---------- Material provided
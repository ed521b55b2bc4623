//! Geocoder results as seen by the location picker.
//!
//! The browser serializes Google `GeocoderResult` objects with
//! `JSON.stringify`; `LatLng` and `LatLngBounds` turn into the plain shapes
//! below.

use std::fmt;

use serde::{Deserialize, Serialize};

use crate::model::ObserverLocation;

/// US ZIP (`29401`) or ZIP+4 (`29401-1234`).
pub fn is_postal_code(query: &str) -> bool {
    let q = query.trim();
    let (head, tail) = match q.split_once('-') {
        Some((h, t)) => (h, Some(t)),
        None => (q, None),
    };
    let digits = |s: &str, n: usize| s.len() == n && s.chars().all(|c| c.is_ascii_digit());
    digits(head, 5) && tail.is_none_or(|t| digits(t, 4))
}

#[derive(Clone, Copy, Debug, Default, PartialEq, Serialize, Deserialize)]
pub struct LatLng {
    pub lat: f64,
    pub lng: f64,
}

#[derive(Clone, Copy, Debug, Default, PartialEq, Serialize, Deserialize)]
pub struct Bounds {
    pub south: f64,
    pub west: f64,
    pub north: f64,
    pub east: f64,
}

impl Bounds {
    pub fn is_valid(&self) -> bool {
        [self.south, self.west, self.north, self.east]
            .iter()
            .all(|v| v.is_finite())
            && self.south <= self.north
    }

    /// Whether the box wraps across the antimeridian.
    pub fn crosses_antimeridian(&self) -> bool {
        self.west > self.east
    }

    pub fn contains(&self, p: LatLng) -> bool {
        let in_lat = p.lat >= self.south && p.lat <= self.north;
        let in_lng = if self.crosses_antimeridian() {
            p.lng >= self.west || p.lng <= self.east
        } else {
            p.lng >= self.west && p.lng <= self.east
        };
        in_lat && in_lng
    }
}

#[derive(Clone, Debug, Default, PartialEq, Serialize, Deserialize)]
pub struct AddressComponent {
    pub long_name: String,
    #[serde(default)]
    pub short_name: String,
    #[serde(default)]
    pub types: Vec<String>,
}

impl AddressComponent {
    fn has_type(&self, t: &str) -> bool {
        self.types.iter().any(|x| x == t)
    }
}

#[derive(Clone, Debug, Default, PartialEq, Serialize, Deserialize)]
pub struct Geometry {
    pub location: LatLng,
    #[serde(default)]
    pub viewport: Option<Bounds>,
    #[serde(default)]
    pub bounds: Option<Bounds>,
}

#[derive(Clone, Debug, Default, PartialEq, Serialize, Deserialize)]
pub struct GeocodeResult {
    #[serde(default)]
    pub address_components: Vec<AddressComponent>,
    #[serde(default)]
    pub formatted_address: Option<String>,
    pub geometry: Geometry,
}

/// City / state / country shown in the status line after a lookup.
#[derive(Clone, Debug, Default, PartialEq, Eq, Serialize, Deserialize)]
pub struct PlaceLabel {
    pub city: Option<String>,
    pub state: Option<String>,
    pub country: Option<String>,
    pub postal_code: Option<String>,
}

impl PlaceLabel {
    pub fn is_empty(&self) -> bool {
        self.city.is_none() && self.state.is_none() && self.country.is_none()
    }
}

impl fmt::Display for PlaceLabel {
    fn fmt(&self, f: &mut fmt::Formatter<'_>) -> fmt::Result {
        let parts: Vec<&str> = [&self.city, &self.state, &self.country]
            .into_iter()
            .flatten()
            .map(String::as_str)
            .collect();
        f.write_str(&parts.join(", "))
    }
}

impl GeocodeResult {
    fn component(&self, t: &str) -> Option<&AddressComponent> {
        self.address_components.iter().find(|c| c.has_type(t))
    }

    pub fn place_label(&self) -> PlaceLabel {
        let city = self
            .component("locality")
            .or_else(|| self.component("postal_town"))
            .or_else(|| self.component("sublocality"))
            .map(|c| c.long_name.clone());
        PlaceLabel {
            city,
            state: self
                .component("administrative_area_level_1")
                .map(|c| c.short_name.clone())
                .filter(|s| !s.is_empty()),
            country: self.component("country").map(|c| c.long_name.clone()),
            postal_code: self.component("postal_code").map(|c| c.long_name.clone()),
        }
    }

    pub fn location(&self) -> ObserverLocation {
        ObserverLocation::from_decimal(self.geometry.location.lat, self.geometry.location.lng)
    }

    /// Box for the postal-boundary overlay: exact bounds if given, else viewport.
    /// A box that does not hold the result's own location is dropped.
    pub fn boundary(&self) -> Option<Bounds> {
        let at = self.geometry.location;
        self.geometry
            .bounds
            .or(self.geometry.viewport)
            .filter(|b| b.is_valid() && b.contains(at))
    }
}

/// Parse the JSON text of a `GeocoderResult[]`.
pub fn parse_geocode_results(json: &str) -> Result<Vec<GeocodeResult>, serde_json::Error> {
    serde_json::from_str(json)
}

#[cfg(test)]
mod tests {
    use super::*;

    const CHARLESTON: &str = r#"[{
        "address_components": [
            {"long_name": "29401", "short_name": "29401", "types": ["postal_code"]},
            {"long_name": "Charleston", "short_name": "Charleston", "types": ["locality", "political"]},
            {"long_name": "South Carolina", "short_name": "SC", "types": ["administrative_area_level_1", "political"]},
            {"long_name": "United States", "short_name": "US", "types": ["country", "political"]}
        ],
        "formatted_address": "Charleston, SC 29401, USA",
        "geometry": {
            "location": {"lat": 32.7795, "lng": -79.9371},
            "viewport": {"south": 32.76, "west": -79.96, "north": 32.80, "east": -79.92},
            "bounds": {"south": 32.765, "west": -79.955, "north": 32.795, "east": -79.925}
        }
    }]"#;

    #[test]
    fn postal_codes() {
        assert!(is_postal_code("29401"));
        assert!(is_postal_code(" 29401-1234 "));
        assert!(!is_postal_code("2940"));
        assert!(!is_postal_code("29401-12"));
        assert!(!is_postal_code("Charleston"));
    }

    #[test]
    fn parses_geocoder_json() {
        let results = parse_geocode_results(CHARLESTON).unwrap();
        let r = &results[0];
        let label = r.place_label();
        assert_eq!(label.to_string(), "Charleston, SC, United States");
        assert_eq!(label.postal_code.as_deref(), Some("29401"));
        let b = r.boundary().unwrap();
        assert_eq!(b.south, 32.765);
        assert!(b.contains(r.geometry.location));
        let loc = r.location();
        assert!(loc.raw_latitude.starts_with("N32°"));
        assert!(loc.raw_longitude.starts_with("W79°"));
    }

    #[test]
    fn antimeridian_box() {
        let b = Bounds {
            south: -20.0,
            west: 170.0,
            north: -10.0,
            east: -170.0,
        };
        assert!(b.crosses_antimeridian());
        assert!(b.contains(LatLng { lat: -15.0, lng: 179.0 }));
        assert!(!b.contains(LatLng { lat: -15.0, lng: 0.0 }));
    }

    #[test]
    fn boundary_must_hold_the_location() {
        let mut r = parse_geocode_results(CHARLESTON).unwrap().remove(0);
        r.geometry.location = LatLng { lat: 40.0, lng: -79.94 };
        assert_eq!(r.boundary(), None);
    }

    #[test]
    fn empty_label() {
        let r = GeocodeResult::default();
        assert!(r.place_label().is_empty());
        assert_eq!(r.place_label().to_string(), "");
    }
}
--------------------
# [Your assignment]
Reading through the records above, report each line in which the string "States" is found.

# [Result of this task]
            {"long_name": "United States", "short_name": "US", "types": ["country", "political"]}
        assert_eq!(label.to_string(), "Charleston, SC, United States");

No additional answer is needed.